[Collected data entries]
##########

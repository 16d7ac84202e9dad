//! Astro Runner - hazard and power-up simulation engine
//!
//! Core modules:
//! - `sim`: Deterministic simulation (spawning, difficulty, collisions, buffs, progression)
//! - `tuning`: Data-driven game balance
//! - `settings`: Player-facing preferences (particle quality)
//! - `error`: Errors raised by the outer loading surfaces

pub mod error;
pub mod settings;
pub mod sim;
pub mod tuning;

pub use error::EngineError;
pub use settings::{QualityPreset, Settings};
pub use tuning::Tuning;

/// Game configuration constants
pub mod consts {
    /// Fixed simulation step in milliseconds (one frame at ~60 Hz)
    pub const SIM_STEP_MS: f32 = 16.0;

    /// Default play field size in world units
    pub const DEFAULT_FIELD_WIDTH: f32 = 800.0;
    pub const DEFAULT_FIELD_HEIGHT: f32 = 600.0;

    /// Altitude at which the difficulty curve stops growing
    pub const ALTITUDE_CEILING: f32 = 1000.0;
}

/// Clamp a value coming from outside the simulation to a finite, non-negative number.
///
/// NaN, infinities and negatives all collapse to 0 so they can never leak
/// into the difficulty curve or buff timers.
#[inline]
pub fn sanitize(value: f32) -> f32 {
    if value.is_finite() { value.max(0.0) } else { 0.0 }
}

/// Same as [`sanitize`] for the f64 wall-clock values the session controller hands in.
#[inline]
pub fn sanitize_f64(value: f64) -> f64 {
    if value.is_finite() { value.max(0.0) } else { 0.0 }
}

##########

** PROBLEM DESCRIPTION **
Check each line of the records for the word "difficulty" and extract those that contain it.

** WORKED SOLUTION **
//! - `sim`: Deterministic simulation (spawning, difficulty, collisions, buffs, progression)
    /// Altitude at which the difficulty curve stops growing
/// into the difficulty curve or buff timers.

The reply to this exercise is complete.